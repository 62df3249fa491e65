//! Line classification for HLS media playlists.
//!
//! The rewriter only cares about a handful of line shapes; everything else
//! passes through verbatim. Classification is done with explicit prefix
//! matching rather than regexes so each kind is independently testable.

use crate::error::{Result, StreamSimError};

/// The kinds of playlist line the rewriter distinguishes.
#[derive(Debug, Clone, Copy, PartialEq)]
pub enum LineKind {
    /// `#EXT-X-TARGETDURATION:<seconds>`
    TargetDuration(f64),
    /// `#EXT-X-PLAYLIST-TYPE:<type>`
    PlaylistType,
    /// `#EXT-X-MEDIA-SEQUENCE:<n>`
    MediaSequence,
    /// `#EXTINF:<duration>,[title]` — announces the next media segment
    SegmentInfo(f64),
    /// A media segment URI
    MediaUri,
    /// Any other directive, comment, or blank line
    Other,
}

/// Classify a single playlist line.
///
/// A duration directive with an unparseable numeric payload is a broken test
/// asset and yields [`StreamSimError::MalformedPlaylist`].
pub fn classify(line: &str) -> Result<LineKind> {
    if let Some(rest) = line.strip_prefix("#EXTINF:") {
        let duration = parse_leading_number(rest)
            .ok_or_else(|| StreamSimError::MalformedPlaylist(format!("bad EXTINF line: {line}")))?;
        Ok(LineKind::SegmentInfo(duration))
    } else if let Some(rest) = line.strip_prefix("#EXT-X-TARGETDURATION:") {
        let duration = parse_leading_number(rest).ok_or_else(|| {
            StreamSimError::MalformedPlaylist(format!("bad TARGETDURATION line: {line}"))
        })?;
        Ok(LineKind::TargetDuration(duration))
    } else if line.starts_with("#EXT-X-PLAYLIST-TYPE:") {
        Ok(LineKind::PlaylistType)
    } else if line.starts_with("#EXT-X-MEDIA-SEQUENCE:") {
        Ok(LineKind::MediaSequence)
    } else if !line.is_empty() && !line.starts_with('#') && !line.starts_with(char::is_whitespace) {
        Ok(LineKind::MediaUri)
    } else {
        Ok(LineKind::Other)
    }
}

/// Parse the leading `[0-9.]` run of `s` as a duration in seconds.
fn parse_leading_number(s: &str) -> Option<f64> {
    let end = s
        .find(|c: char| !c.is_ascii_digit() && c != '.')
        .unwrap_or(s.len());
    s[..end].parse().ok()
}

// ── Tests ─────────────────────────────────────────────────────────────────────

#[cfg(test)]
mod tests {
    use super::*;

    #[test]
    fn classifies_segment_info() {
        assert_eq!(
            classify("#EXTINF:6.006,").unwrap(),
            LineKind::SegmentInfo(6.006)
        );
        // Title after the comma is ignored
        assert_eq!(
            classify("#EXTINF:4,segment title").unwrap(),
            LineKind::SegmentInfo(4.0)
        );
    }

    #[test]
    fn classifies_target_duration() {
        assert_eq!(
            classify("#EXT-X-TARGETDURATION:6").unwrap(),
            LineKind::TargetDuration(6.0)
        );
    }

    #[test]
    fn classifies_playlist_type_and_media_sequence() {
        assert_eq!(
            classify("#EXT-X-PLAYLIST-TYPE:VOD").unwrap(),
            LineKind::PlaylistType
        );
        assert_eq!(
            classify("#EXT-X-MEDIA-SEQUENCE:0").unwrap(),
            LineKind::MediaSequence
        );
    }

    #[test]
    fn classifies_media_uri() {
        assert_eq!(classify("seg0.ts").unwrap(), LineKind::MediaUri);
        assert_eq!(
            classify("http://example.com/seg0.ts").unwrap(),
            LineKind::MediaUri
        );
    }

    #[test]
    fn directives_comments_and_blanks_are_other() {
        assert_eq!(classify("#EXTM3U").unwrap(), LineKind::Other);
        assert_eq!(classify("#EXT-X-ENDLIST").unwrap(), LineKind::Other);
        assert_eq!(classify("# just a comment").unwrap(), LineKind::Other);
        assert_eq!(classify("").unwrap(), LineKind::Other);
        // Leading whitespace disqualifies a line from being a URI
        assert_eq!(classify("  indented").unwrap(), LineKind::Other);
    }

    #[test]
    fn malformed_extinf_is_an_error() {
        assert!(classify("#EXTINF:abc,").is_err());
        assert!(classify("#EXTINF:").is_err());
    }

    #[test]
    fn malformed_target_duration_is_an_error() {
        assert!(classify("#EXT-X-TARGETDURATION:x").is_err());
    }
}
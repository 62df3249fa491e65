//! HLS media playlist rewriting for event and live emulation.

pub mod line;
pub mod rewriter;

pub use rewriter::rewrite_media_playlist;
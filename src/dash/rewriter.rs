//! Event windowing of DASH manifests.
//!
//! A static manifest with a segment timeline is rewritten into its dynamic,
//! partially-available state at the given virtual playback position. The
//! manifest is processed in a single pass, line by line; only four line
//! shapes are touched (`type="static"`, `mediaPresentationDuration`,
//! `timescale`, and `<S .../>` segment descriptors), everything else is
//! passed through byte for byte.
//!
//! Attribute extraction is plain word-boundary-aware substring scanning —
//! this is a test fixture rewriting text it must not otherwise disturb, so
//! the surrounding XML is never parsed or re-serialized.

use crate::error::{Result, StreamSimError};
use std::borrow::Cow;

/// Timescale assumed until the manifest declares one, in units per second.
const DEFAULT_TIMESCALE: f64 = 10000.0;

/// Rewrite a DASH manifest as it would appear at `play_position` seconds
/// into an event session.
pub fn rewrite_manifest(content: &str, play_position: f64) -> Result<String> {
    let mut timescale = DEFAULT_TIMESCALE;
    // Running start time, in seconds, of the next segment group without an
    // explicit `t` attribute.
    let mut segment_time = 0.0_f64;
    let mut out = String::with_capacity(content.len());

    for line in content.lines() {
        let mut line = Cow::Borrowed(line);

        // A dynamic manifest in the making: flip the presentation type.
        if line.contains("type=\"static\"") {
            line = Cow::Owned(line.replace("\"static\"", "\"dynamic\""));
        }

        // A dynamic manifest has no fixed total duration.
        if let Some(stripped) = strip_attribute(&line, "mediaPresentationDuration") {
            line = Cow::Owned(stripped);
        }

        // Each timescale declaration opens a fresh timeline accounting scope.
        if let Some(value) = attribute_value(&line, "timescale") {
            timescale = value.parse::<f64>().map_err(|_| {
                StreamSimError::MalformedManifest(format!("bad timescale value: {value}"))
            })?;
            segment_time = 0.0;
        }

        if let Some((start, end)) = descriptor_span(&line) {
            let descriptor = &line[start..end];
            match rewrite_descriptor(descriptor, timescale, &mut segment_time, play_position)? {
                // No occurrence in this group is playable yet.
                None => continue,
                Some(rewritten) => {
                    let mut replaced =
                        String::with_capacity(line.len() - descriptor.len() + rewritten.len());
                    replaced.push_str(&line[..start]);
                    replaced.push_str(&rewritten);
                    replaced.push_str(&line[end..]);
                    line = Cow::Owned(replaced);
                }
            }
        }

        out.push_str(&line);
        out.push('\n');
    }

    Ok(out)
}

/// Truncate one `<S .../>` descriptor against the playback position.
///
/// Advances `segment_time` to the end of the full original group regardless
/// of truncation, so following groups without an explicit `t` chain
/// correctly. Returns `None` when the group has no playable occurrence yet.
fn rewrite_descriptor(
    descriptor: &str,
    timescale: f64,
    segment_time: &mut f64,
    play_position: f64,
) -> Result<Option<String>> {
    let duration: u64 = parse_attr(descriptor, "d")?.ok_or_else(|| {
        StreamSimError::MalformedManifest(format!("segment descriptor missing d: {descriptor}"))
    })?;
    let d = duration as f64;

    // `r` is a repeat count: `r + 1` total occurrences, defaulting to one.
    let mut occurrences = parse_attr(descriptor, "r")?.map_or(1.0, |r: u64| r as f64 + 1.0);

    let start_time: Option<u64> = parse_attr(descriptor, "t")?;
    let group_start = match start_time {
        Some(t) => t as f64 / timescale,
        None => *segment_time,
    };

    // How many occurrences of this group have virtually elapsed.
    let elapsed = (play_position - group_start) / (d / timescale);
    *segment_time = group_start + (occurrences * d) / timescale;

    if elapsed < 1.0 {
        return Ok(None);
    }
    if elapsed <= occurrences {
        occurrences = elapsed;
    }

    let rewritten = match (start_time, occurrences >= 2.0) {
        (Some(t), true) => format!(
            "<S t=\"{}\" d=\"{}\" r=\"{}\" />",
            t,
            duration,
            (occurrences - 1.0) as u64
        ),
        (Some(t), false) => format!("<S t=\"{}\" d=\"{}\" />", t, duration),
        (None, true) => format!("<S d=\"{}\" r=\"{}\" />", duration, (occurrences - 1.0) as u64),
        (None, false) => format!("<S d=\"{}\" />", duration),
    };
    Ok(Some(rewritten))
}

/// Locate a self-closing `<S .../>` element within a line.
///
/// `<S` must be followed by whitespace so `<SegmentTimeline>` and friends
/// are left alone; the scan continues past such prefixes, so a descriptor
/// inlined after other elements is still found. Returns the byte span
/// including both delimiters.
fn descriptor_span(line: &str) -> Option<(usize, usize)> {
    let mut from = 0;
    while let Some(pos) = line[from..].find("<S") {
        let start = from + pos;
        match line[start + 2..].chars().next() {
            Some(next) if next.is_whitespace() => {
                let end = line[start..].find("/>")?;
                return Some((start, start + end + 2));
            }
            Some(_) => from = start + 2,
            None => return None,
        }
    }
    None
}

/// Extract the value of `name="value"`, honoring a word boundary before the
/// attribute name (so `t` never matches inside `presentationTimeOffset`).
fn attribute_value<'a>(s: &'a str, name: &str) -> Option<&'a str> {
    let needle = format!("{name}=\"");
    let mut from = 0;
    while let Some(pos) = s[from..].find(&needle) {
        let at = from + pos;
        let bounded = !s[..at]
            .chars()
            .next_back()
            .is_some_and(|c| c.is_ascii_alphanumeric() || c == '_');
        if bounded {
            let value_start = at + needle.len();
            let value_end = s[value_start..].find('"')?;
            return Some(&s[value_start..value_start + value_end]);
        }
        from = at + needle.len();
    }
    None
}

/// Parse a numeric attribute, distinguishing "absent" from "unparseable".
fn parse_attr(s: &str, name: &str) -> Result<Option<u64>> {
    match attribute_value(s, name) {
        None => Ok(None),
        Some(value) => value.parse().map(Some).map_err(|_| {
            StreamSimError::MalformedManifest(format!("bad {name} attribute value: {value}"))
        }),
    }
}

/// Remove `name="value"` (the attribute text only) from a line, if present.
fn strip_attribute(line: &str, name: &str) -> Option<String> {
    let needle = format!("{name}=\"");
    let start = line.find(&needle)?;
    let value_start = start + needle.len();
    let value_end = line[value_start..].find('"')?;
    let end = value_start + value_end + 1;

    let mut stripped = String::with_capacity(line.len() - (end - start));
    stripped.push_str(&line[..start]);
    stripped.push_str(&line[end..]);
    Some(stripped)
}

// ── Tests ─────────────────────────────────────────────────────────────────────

---

## TASK OBJECTIVE
Retype exactly the lines above, from the one with "Some(next) if next.is_whitespace()" through the one with "let at = from + pos;", inclusive.

## RESULT OF THE EXERCISE
            Some(next) if next.is_whitespace() => {
                let end = line[start..].find("/>")?;
                return Some((start, start + end + 2));
            }
            Some(_) => from = start + 2,
            None => return None,
        }
    }
    None
}

/// Extract the value of `name="value"`, honoring a word boundary before the
/// attribute name (so `t` never matches inside `presentationTimeOffset`).
fn attribute_value<'a>(s: &'a str, name: &str) -> Option<&'a str> {
    let needle = format!("{name}=\"");
    let mut from = 0;
    while let Some(pos) = s[from..].find(&needle) {
        let at = from + pos;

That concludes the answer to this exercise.